Dataset entries:
· · · · ·
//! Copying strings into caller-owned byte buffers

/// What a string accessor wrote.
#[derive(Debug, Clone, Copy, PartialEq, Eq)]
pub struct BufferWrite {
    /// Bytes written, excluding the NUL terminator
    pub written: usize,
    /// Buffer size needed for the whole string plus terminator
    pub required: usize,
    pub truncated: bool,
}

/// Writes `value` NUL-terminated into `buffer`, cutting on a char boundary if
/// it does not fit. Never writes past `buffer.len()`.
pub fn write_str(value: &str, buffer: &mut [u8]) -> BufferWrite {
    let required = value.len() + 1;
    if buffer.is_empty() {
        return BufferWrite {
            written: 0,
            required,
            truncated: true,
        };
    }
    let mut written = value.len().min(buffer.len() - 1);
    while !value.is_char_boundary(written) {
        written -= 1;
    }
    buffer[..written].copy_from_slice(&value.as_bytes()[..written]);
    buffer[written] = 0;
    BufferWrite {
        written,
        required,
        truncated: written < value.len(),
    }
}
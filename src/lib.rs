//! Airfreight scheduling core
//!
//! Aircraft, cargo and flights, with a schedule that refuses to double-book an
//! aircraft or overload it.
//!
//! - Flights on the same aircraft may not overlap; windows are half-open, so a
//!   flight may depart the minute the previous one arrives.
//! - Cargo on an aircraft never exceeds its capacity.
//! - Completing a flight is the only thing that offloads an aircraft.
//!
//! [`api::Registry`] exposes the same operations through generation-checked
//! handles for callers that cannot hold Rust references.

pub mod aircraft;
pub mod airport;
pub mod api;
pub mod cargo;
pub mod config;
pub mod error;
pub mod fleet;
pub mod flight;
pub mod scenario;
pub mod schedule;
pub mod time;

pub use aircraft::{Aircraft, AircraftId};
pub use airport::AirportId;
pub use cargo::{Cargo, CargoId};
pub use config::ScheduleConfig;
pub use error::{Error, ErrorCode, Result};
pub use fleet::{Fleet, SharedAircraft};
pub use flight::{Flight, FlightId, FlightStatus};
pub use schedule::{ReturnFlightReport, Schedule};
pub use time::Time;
· · · · ·
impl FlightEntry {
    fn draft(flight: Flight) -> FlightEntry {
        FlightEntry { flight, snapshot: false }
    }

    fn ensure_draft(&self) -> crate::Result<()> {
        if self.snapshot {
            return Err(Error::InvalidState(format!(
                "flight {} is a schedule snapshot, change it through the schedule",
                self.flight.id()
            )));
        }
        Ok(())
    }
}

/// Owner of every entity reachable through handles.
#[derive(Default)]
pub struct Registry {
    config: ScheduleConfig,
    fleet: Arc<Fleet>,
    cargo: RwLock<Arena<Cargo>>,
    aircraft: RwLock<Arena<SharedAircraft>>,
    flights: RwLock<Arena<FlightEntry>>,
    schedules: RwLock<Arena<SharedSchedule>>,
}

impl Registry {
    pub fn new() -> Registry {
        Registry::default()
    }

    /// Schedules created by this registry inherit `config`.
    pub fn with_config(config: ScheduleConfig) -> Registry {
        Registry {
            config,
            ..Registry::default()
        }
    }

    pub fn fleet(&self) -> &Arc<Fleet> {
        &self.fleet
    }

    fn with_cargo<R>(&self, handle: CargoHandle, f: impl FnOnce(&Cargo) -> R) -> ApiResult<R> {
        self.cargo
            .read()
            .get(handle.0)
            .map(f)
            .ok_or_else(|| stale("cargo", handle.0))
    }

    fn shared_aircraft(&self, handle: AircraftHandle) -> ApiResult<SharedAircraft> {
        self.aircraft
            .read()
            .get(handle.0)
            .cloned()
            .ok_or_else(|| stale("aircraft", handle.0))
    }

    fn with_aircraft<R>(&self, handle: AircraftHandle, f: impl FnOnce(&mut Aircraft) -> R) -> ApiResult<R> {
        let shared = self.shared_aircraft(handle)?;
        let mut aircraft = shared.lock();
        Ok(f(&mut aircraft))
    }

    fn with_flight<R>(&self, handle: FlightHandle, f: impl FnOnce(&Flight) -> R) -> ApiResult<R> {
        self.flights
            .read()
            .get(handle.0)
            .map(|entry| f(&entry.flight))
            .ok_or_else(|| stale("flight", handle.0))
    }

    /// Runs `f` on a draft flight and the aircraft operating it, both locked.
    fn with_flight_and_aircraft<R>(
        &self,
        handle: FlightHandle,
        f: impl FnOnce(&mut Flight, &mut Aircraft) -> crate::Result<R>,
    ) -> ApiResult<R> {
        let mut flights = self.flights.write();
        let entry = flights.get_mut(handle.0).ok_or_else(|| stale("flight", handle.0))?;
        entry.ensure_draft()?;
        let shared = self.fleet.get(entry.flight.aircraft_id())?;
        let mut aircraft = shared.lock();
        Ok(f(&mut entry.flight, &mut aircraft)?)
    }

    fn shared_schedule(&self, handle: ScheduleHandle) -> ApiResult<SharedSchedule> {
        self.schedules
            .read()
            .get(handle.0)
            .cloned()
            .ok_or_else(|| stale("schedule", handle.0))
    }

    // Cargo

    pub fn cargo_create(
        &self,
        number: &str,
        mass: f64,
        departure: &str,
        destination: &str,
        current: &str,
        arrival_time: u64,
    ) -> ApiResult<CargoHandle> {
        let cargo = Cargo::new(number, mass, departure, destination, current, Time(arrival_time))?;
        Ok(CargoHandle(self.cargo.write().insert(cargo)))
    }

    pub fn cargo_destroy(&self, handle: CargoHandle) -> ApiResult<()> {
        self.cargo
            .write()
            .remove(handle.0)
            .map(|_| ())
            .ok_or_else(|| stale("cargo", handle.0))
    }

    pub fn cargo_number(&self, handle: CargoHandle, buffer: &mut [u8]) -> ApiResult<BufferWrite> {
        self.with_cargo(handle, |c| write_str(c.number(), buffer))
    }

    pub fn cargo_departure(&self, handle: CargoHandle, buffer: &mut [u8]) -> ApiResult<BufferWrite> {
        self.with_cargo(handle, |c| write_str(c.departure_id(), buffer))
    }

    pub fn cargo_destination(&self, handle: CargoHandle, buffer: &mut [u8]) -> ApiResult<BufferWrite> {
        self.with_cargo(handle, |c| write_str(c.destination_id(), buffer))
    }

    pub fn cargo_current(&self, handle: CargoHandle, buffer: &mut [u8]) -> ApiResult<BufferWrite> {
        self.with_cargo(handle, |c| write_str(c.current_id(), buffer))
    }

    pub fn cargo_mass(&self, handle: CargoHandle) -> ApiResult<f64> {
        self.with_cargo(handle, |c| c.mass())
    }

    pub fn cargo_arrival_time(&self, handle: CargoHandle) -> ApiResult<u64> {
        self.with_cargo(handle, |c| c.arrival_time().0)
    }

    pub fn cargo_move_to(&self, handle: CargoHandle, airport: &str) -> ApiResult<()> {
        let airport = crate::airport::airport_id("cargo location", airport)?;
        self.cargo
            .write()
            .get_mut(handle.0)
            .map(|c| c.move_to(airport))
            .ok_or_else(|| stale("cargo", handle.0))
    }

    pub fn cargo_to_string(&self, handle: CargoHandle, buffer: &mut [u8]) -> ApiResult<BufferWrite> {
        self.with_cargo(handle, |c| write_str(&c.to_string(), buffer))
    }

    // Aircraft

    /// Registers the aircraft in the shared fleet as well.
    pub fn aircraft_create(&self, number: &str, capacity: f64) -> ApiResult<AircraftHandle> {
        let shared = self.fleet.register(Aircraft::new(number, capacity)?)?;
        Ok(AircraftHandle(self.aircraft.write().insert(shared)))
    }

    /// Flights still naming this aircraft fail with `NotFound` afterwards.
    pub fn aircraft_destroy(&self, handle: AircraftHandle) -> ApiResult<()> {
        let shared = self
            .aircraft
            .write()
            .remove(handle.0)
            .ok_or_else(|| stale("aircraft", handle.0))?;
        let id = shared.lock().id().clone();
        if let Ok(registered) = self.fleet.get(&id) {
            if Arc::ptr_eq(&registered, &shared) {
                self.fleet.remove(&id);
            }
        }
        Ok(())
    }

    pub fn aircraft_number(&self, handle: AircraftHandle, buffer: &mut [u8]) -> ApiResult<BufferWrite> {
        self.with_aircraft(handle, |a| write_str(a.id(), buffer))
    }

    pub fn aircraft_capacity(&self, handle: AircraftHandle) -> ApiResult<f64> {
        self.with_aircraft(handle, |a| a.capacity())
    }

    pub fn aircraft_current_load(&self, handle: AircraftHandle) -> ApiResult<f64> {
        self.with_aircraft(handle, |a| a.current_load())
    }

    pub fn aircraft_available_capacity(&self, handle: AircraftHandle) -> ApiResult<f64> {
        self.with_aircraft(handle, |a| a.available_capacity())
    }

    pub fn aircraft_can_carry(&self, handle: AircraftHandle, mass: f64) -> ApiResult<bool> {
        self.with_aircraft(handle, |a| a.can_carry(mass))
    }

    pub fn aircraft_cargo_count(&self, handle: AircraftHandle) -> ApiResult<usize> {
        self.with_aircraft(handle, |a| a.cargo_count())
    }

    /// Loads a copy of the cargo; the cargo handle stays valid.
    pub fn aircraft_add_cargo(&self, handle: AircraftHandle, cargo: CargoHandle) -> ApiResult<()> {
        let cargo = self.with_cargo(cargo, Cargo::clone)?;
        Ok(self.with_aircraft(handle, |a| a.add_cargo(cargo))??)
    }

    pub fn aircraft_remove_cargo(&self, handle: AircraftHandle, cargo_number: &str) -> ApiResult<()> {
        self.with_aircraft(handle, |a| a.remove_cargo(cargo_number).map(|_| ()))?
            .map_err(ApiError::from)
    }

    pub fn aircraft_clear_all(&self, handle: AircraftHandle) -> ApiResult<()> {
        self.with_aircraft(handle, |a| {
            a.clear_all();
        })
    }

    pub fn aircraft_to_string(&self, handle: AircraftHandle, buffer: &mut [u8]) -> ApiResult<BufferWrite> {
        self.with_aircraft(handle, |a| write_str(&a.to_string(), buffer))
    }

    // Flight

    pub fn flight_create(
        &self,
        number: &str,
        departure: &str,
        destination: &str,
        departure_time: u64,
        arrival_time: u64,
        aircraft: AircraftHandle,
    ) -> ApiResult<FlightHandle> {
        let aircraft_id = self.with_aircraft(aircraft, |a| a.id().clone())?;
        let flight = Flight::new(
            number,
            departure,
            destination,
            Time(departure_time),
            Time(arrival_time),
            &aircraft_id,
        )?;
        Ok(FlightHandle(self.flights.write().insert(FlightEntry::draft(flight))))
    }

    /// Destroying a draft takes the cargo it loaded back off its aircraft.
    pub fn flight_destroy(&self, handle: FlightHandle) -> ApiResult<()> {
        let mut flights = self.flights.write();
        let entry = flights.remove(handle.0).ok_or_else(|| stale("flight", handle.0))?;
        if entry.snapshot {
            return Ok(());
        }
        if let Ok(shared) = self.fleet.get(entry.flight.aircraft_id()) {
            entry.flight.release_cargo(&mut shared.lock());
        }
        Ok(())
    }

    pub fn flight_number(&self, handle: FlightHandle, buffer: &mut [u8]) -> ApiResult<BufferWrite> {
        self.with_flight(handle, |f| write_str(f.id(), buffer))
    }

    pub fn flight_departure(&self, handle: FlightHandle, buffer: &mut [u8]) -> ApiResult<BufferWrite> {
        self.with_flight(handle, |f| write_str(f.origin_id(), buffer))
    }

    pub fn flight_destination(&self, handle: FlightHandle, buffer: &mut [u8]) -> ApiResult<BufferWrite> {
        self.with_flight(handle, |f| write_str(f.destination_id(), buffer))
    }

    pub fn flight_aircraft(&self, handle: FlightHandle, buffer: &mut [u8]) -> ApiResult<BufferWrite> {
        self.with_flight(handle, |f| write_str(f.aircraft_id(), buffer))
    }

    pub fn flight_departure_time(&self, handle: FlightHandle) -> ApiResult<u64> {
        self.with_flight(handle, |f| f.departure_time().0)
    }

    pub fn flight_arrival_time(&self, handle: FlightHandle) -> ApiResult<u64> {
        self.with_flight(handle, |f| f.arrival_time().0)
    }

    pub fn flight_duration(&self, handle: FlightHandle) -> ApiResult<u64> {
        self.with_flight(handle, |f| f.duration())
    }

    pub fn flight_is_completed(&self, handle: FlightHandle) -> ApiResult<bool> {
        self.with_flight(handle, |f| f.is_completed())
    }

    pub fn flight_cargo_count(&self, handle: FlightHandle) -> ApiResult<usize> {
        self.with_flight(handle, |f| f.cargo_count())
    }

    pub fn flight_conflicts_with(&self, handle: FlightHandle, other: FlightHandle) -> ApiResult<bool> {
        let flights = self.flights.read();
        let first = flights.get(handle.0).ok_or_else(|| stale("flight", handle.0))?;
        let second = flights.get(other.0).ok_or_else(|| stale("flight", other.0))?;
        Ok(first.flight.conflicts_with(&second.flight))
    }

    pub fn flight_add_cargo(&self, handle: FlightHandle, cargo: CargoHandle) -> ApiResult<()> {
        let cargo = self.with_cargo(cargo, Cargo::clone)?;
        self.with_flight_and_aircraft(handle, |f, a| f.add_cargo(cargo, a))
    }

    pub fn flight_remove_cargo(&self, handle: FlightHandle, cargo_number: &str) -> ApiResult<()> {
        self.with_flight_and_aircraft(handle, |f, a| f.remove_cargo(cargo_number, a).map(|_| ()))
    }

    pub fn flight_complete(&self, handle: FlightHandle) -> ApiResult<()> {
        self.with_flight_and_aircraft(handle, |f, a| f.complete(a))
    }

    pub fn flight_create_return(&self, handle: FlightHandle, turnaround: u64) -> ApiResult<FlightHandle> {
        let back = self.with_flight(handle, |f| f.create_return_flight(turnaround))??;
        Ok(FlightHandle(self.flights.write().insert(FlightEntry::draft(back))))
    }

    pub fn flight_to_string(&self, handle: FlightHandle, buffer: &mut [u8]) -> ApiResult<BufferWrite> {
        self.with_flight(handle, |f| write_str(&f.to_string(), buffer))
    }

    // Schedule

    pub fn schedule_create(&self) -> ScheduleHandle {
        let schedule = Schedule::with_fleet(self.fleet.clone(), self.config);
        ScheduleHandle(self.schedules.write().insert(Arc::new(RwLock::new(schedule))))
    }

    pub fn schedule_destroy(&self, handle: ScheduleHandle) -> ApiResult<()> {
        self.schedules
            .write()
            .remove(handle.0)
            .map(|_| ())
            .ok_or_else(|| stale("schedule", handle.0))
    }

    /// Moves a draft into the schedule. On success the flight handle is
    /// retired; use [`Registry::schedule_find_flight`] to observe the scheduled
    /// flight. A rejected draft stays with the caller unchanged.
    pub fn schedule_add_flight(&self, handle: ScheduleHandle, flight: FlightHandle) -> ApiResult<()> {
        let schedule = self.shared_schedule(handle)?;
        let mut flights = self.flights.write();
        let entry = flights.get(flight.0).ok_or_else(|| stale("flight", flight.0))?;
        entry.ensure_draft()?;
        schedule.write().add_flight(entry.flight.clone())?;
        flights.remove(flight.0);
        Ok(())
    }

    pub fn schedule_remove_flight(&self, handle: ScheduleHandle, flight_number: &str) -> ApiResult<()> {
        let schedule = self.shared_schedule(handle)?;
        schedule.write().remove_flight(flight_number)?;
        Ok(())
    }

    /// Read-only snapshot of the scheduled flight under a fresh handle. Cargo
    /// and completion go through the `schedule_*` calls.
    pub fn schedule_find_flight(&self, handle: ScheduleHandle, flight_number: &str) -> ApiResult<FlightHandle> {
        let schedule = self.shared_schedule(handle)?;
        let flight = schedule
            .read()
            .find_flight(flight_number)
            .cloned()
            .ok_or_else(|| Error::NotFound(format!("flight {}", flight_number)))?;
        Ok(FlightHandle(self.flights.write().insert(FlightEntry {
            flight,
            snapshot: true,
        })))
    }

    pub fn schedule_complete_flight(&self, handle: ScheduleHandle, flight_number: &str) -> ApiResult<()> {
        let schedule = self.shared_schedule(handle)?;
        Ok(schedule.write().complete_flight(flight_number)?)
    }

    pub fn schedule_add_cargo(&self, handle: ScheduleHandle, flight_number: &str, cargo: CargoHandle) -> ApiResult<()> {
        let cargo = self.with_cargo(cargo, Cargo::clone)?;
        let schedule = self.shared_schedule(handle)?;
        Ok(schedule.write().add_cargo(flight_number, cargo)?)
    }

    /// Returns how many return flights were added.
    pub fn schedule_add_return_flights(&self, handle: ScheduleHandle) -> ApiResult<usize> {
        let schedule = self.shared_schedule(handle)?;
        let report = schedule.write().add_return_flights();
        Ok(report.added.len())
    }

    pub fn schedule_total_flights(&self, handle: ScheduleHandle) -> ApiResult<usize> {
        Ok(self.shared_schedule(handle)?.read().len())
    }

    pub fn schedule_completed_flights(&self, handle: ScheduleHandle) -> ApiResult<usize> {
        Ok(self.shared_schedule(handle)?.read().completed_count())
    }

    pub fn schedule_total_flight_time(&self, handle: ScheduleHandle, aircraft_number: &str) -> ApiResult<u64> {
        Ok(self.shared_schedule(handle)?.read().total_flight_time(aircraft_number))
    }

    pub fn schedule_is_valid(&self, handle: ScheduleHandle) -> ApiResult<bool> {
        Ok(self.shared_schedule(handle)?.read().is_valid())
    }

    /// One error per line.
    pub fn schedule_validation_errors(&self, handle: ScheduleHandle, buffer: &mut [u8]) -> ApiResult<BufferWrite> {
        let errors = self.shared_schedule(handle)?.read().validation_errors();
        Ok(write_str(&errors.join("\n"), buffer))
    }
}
· · · · ·
Exercise instructions: As the answer, set down only the lines from the data above between the one holding "pub use airport::AirportId;" and the one holding "pub use time::Time;", inclusive, exactly as they read.

Answer to this exercise:
pub use airport::AirportId;
pub use cargo::{Cargo, CargoId};
pub use config::ScheduleConfig;
pub use error::{Error, ErrorCode, Result};
pub use fleet::{Fleet, SharedAircraft};
pub use flight::{Flight, FlightId, FlightStatus};
pub use schedule::{ReturnFlightReport, Schedule};
pub use time::Time;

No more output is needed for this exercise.